**What you should do**
Provide the material again, with every line intact and exact.

**Records provided**
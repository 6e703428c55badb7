//! Error types for the DTR reconciliation engine.
//!
//! This module provides strongly-typed errors using the `thiserror` crate.
//! Bad individual inputs (a malformed punch, an unparseable exception date) are
//! never errors: they are dropped where they are read. The variants here cover
//! the failures that make a whole run meaningless.

use chrono::NaiveDate;
use thiserror::Error;

use crate::models::ExceptionKind;

/// The main error type for the reconciliation engine.
///
/// # Example
///
/// ```
/// use dtr_engine::error::EngineError;
///
/// let error = EngineError::ConfigNotFound {
///     path: "/missing/engine.yaml".to_string(),
/// };
/// assert_eq!(error.to_string(), "Configuration file not found: /missing/engine.yaml");
/// ```
#[derive(Debug, Error)]
pub enum EngineError {
    /// Configuration file was not found at the specified path.
    #[error("Configuration file not found: {path}")]
    ConfigNotFound {
        /// The path that was not found.
        path: String,
    },

    /// Configuration file could not be parsed.
    #[error("Failed to parse configuration file '{path}': {message}")]
    ConfigParseError {
        /// The path to the file that failed to parse.
        path: String,
        /// A description of the parse error.
        message: String,
    },

    /// Configuration parsed but holds values the engine cannot work with.
    #[error("Invalid configuration value '{field}': {message}")]
    InvalidConfig {
        /// The offending field.
        field: String,
        /// What is wrong with it.
        message: String,
    },

    /// The requested date range is inverted or longer than the configured cap.
    #[error("Invalid date range {from} to {to}: {message}")]
    InvalidDateRange {
        /// First requested date.
        from: NaiveDate,
        /// Last requested date.
        to: NaiveDate,
        /// Why the range was rejected.
        message: String,
    },

    /// A data collaborator failed to deliver records.
    #[error("Failed to fetch {what}: {message}")]
    Source {
        /// What was being fetched (e.g. "punch events", "Leave records").
        what: String,
        /// The collaborator's error message.
        message: String,
    },

    /// An upstream payload could not be ingested at all.
    #[error("Failed to ingest {kind} payload: {message}")]
    Ingest {
        /// The kind of payload.
        kind: String,
        /// A description of the problem.
        message: String,
    },
}

impl EngineError {
    /// Convenience constructor for a failed exception-record fetch.
    pub fn source_for_kind(kind: ExceptionKind, message: impl Into<String>) -> Self {
        EngineError::Source {
            what: format!("{} records", kind),
            message: message.into(),
        }
    }
}

/// A type alias for Results that return EngineError.
pub type EngineResult<T> = Result<T, EngineError>;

**Expected output**
repository 6e703428c55badb7
//! Error types for the DTR reconciliation engine.
//!
//! This module provides strongly-typed errors using the `thiserror` crate.
//! Bad individual inputs (a malformed punch, an unparseable exception date) are
//! never errors: they are dropped where they are read. The variants here cover
//! the failures that make a whole run meaningless.

use chrono::NaiveDate;
use thiserror::Error;

use crate::models::ExceptionKind;

/// The main error type for the reconciliation engine.
///
/// # Example
///
/// ```
/// use dtr_engine::error::EngineError;
///
/// let error = EngineError::ConfigNotFound {
///     path: "/missing/engine.yaml".to_string(),
/// };
/// assert_eq!(error.to_string(), "Configuration file not found: /missing/engine.yaml");
/// ```
#[derive(Debug, Error)]
pub enum EngineError {
    /// Configuration file was not found at the specified path.
    #[error("Configuration file not found: {path}")]
    ConfigNotFound {
        /// The path that was not found.
        path: String,
    },

    /// Configuration file could not be parsed.
    #[error("Failed to parse configuration file '{path}': {message}")]
    ConfigParseError {
        /// The path to the file that failed to parse.
        path: String,
        /// A description of the parse error.
        message: String,
    },

    /// Configuration parsed but holds values the engine cannot work with.
    #[error("Invalid configuration value '{field}': {message}")]
    InvalidConfig {
        /// The offending field.
        field: String,
        /// What is wrong with it.
        message: String,
    },

    /// The requested date range is inverted or longer than the configured cap.
    #[error("Invalid date range {from} to {to}: {message}")]
    InvalidDateRange {
        /// First requested date.
        from: NaiveDate,
        /// Last requested date.
        to: NaiveDate,
        /// Why the range was rejected.
        message: String,
    },

    /// A data collaborator failed to deliver records.
    #[error("Failed to fetch {what}: {message}")]
    Source {
        /// What was being fetched (e.g. "punch events", "Leave records").
        what: String,
        /// The collaborator's error message.
        message: String,
    },

    /// An upstream payload could not be ingested at all.
    #[error("Failed to ingest {kind} payload: {message}")]
    Ingest {
        /// The kind of payload.
        kind: String,
        /// A description of the problem.
        message: String,
    },
}

impl EngineError {
    /// Convenience constructor for a failed exception-record fetch.
    pub fn source_for_kind(kind: ExceptionKind, message: impl Into<String>) -> Self {
        EngineError::Source {
            what: format!("{} records", kind),
            message: message.into(),
        }
    }
}

/// A type alias for Results that return EngineError.
pub type EngineResult<T> = Result<T, EngineError>;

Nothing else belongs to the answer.